Common purpose: Thebus, Marikana and unnecessary evil
Authors James Grant
ISSN: 1996-2126
Affiliations: Associate Professor of Law, University of the Witwatersrand, Johannesburg
Source: South African Journal on Human Rights, Volume 30 Issue 1, 2014, p. 1 – 23
Abstract
This article will engage with the difficult question of whether common purpose could be successfully used to prosecute the surviving Marikana miners for the murder of their fellow miners, shot and killed by the police. It will conclude that this is entirely possible, on the law as it stands. However, I will argue that the law is not what it ought to be. I will argue that common purpose violates fundamental principles of criminal law, beyond the arguments traditionally raised. The one traditional argument raised and rejected by the Constitutional Court in Thebus, which bears repeating, is that it is a violation of the presumption of innocence to attribute causation and that this is not solved, as the Constitutional Court stated, by placing the issue of causation beyond questions of proof for both parties.

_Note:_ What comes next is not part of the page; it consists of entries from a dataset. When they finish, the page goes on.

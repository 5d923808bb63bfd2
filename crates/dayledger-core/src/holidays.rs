//! The set of non-working dates supplied by the calendar provider.

use std::collections::BTreeSet;

use chrono::NaiveDate;
use serde::{Deserialize, Serialize};

/// Calendar dates flagged as fully non-working.
///
/// Holidays receive neither rule-generated events nor placeholders.
#[derive(Debug, Clone, Default, PartialEq, Eq, Serialize, Deserialize)]
#[serde(transparent)]
pub struct HolidaySet {
    dates: BTreeSet<NaiveDate>,
}

impl HolidaySet {
    /// Creates an empty holiday set.
    pub fn new() -> Self {
        Self::default()
    }

    /// Adds a date. Returns false if it was already present.
    pub fn insert(&mut self, date: NaiveDate) -> bool {
        self.dates.insert(date)
    }

    /// Returns true if the date is a holiday.
    pub fn contains(&self, date: NaiveDate) -> bool {
        self.dates.contains(&date)
    }

    /// Returns the number of holidays.
    pub fn len(&self) -> usize {
        self.dates.len()
    }

    /// Returns true if there are no holidays.
    pub fn is_empty(&self) -> bool {
        self.dates.is_empty()
    }

    /// Iterates holidays in ascending date order.
    pub fn iter(&self) -> impl Iterator<Item = NaiveDate> + '_ {
        self.dates.iter().copied()
    }
}

impl FromIterator<NaiveDate> for HolidaySet {
    fn from_iter<I: IntoIterator<Item = NaiveDate>>(iter: I) -> Self {
        Self {
            dates: iter.into_iter().collect(),
        }
    }
}

impl Extend<NaiveDate> for HolidaySet {
    fn extend<I: IntoIterator<Item = NaiveDate>>(&mut self, iter: I) {
        self.dates.extend(iter);
    }
}
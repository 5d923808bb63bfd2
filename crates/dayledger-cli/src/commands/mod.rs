//! Subcommand implementations.

pub mod config;
pub mod schedule;
pub mod serve;
//! Provider backed by an iCalendar (`.ics`) file.
//!
//! Each `VEVENT` becomes one [`RawAppointment`]. Recurring masters are taken
//! as a single occurrence; exports that should show every instance must
//! already be expanded.

use std::path::{Path, PathBuf};

use chrono::{Duration, Local, NaiveDateTime, NaiveTime};
use dayledger_core::DateRange;
use icalendar::{
    Calendar, CalendarComponent, CalendarDateTime, Component, DatePerhapsTime, Event, EventLike,
    Property,
};
use tracing::{debug, warn};

use crate::error::{ProviderError, ProviderResult};
use crate::normalize::{ATTENDEE_SEPARATOR, in_range};
use crate::provider::{BoxFuture, CalendarProvider};
use crate::raw_event::{BusyStatus, RawAppointment};

/// Parses ICS text into appointments, in file order.
///
/// # Errors
///
/// Returns [`ProviderError::invalid_response`] if the text is not iCalendar.
pub fn parse_ics_content(ics: &str) -> ProviderResult<Vec<RawAppointment>> {
    if !has_calendar_component(ics) {
        return Err(ProviderError::invalid_response(
            "failed to parse ICS: no BEGIN:VCALENDAR component",
        ));
    }

    let calendar = ics
        .parse::<Calendar>()
        .map_err(|e| ProviderError::invalid_response(format!("failed to parse ICS: {}", e)))?;

    Ok(calendar
        .iter()
        .filter_map(|component| match component {
            CalendarComponent::Event(event) => parse_event(event),
            _ => None,
        })
        .collect())
}

// The parser accepts arbitrary text as an empty calendar.
fn has_calendar_component(ics: &str) -> bool {
    ics.lines()
        .any(|line| line.trim().eq_ignore_ascii_case("BEGIN:VCALENDAR"))
}

fn parse_event(event: &Event) -> Option<RawAppointment> {
    let Some(start) = event.get_start() else {
        warn!(uid = ?event.get_uid(), "Skipping VEVENT without DTSTART");
        return None;
    };
    let all_day = matches!(start, DatePerhapsTime::Date(_));
    let start = to_naive(start);
    let end = match event.get_end() {
        Some(end) => to_naive(end),
        None if all_day => start + Duration::days(1),
        None => start,
    };

    let mut appt = RawAppointment::new(event.get_summary().unwrap_or_default(), start, end)
        .with_all_day(all_day)
        .with_busy_status(busy_status(event))
        .with_required_attendees(attendee_names(event, false))
        .with_optional_attendees(attendee_names(event, true));

    if let Some(uid) = event.get_uid() {
        appt = appt.with_id(uid);
    }
    if let Some(status) = event.get_status() {
        appt = appt.with_status(format!("{:?}", status));
    }
    if let Some(organizer) = event.properties().get("ORGANIZER") {
        appt = appt.with_organizer(display_name(organizer));
    }

    debug!(
        uid = %appt.id,
        subject = %appt.subject,
        start = %appt.start,
        all_day,
        "Parsed appointment from ICS"
    );

    Some(appt)
}

/// Converts an ICS date or date-time to naive local time.
///
/// Named time zones are not resolved; their wall-clock time is kept.
fn to_naive(dt: DatePerhapsTime) -> NaiveDateTime {
    match dt {
        DatePerhapsTime::Date(date) => date.and_time(NaiveTime::MIN),
        DatePerhapsTime::DateTime(CalendarDateTime::Utc(utc)) => {
            utc.with_timezone(&Local).naive_local()
        }
        DatePerhapsTime::DateTime(CalendarDateTime::Floating(naive)) => naive,
        DatePerhapsTime::DateTime(CalendarDateTime::WithTimezone { date_time, .. }) => date_time,
    }
}

fn busy_status(event: &Event) -> BusyStatus {
    if let Some(status) = event.property_value("X-MICROSOFT-CDO-BUSYSTATUS") {
        match status.trim().to_ascii_uppercase().as_str() {
            "FREE" => return BusyStatus::Free,
            "TENTATIVE" => return BusyStatus::Tentative,
            "OOF" => return BusyStatus::OutOfOffice,
            "WORKINGELSEWHERE" => return BusyStatus::WorkingElsewhere,
            "BUSY" => return BusyStatus::Busy,
            _ => {}
        }
    }

    match event.property_value("TRANSP") {
        Some(transp) if transp.trim().eq_ignore_ascii_case("TRANSPARENT") => BusyStatus::Free,
        _ => BusyStatus::Busy,
    }
}

/// Returns the CN parameter, or the address without its `mailto:` scheme.
fn display_name(property: &Property) -> String {
    if let Some(cn) = property.params().get("CN") {
        let cn = cn.value().trim_matches('"').trim();
        if !cn.is_empty() {
            return cn.to_string();
        }
    }
    let value = property.value().trim();
    match value.get(..7) {
        Some(scheme) if scheme.eq_ignore_ascii_case("mailto:") => value[7..].to_string(),
        _ => value.to_string(),
    }
}

fn is_optional(property: &Property) -> bool {
    property
        .params()
        .get("ROLE")
        .is_some_and(|role| role.value().eq_ignore_ascii_case("OPT-PARTICIPANT"))
}

/// Joins the names of required or optional attendees as delimited text.
fn attendee_names(event: &Event, optional: bool) -> String {
    let multi = event.multi_properties().get("ATTENDEE").into_iter().flatten();
    let single = event.properties().get("ATTENDEE").into_iter();

    multi
        .chain(single)
        .filter(|p| is_optional(p) == optional)
        .map(display_name)
        .collect::<Vec<_>>()
        .join(&format!("{} ", ATTENDEE_SEPARATOR))
}

/// Reads appointments from an `.ics` file.
#[derive(Debug, Clone)]
pub struct IcsFileProvider {
    path: PathBuf,
}

impl IcsFileProvider {
    pub const NAME: &'static str = "ics";

    pub fn new(path: impl Into<PathBuf>) -> Self {
        Self { path: path.into() }
    }

    pub fn path(&self) -> &Path {
        &self.path
    }
}

impl CalendarProvider for IcsFileProvider {
    fn name(&self) -> &str {
        Self::NAME
    }

    fn fetch_appointments(
        &self,
        range: DateRange,
    ) -> BoxFuture<'_, ProviderResult<Vec<RawAppointment>>> {
        Box::pin(async move {
            let what = self.path.display().to_string();
            let data = tokio::fs::read_to_string(&self.path)
                .await
                .map_err(|e| ProviderError::from_io(e, &what).with_provider(Self::NAME))?;

            let all = parse_ics_content(&data).map_err(|e| e.with_provider(Self::NAME))?;
            let total = all.len();
            let appts: Vec<_> = all.into_iter().filter(|a| in_range(a, range)).collect();

            debug!(
                path = %what,
                range = %range,
                total,
                matched = appts.len(),
                "Loaded appointments from ICS file"
            );

            Ok(appts)
        })
    }
}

I will note also that Thebus does not seem to answer the charge that common purpose violates the dignity of an accused. In addition, I will argue that, contrary to fundamental principles, common purpose punishes evil thoughts alone to the extent that it relies upon subjective thought to establish conduct, and it violates the requirement of voluntariness and capacity for self-control because it allows for liability where the accused did not, and could not, control the conduct in question. It allows for the resort to unreasonable force in response to an attack. Furthermore, I will argue that common purpose has an effect which can, in many instances, be met with a valid defence of mistake of law. I will conclude that, if principle is observed, and while fairly broad defences are conceivable, common purpose ought to be abolished as a deep source of embarrassment in our criminal law.